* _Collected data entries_
|---|
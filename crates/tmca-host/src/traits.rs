//! Collaborator trait definitions
//!
//! The lifecycle controller only ever talks to the host through these
//! traits, so tests can substitute in-memory doubles and alternate paths.

use camino::{Utf8Path, Utf8PathBuf};
use tmca_core::{Result, ServiceInstance, ServiceKind};

/// Enumerates and controls systemd-managed service instances
pub trait ServiceRegistry: Send + Sync {
    /// Return every installed instance of `kind`; an empty list is valid
    fn discover(&self, kind: ServiceKind) -> Result<Vec<ServiceInstance>>;

    /// Stop all given instances
    fn stop_all(&self, instances: &[ServiceInstance]) -> Result<()>;

    /// Start all given instances
    fn start_all(&self, instances: &[ServiceInstance]) -> Result<()>;

    /// Restart all given instances
    fn restart_all(&self, instances: &[ServiceInstance]) -> Result<()>;
}

/// Filesystem primitives
pub trait Filesystem: Send + Sync {
    /// True if anything (including a dangling symlink) is present at `path`
    fn exists(&self, path: &Utf8Path) -> bool;

    /// Create `link` pointing to `target`, replacing an existing link or file
    fn symlink(&self, target: &Utf8Path, link: &Utf8Path) -> Result<()>;

    /// Remove a file, symlink or directory tree; missing paths are a no-op
    fn remove(&self, path: &Utf8Path) -> Result<()>;

    /// Copy a regular file
    fn copy_file(&self, src: &Utf8Path, dest: &Utf8Path) -> Result<()>;
}

/// Version-control fetch operations
pub trait SourceFetcher: Send + Sync {
    /// Clone `url` into `dest`; `force` permits replacing an existing `dest`
    fn clone_repo(&self, url: &str, dest: &Utf8Path, force: bool) -> Result<()>;

    /// Pull the latest changes into an existing checkout
    fn pull(&self, dest: &Utf8Path) -> Result<()>;
}

/// What happened to one instance's config file during a section edit
#[derive(Debug, Clone, PartialEq, Eq)]
pub enum EditStatus {
    /// The file was rewritten
    Changed,
    /// The file already was in the requested state and was left untouched
    Unchanged,
    /// The file does not exist; nothing was done
    MissingFile,
}

/// Result of editing one instance's primary config file
#[derive(Debug, Clone, PartialEq, Eq)]
pub struct SectionEdit {
    pub path: Utf8PathBuf,
    pub status: EditStatus,
}

/// Adds and removes named sections in each instance's primary config file
pub trait ConfigEditor: Send + Sync {
    /// Add `[section]` with `options` unless a section of that name exists
    fn add_section(
        &self,
        section: &str,
        instances: &[ServiceInstance],
        options: &[(String, String)],
    ) -> Result<Vec<SectionEdit>>;

    /// Remove `[section]` and its options; absent sections are a no-op
    fn remove_section(
        &self,
        section: &str,
        instances: &[ServiceInstance],
    ) -> Result<Vec<SectionEdit>>;

    /// Check whether the instance's primary config contains `[section]`
    fn has_section(&self, section: &str, instance: &ServiceInstance) -> Result<bool>;
}

/// Timestamped snapshots taken before mutation
pub trait BackupService: Send + Sync {
    /// Copy `src` to `<backup root>/<dest_dir>/<dest_name stem>_<timestamp><ext>`
    fn backup_file(&self, src: &Utf8Path, dest_dir: &str, dest_name: &str) -> Result<Utf8PathBuf>;

    /// Copy the tree at `src` to `<backup root>/<name>/<name>_<timestamp>`
    fn backup_directory(&self, src: &Utf8Path, name: &str) -> Result<Utf8PathBuf>;
}

/// Visual weight of a multi-line dialog
#[derive(Debug, Clone, Copy, PartialEq, Eq)]
pub enum DialogKind {
    Attention,
    Info,
    Warning,
}

/// Severity of a single status line
#[derive(Debug, Clone, Copy, PartialEq, Eq)]
pub enum MessageLevel {
    Status,
    Info,
    Warning,
    Error,
    Success,
}

/// User-facing prompts and messages
pub trait Interaction: Send + Sync {
    /// Blocking yes/no question; a "go back" answer is reported as `false`
    fn confirm(&self, question: &str, default: bool, allow_back: bool) -> Result<bool>;

    /// Show a framed multi-line dialog
    fn dialog(&self, kind: DialogKind, lines: &[String]);

    /// Show a single status line
    fn notify(&self, level: MessageLevel, message: &str);

    /// Run a blocking step while `message` is shown as in progress
    fn with_progress(&self, message: &str, task: &mut dyn FnMut() -> Result<()>) -> Result<()> {
        self.notify(MessageLevel::Status, message);
        task()
    }
}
|---|
* _Activity_
Each line of the records that contains the string "ServiceInstance" must be copied.

* _Output of the exercise_
use tmca_core::{Result, ServiceInstance, ServiceKind};
    fn discover(&self, kind: ServiceKind) -> Result<Vec<ServiceInstance>>;
    fn stop_all(&self, instances: &[ServiceInstance]) -> Result<()>;
    fn start_all(&self, instances: &[ServiceInstance]) -> Result<()>;
    fn restart_all(&self, instances: &[ServiceInstance]) -> Result<()>;
        instances: &[ServiceInstance],
        instances: &[ServiceInstance],
    fn has_section(&self, section: &str, instance: &ServiceInstance) -> Result<bool>;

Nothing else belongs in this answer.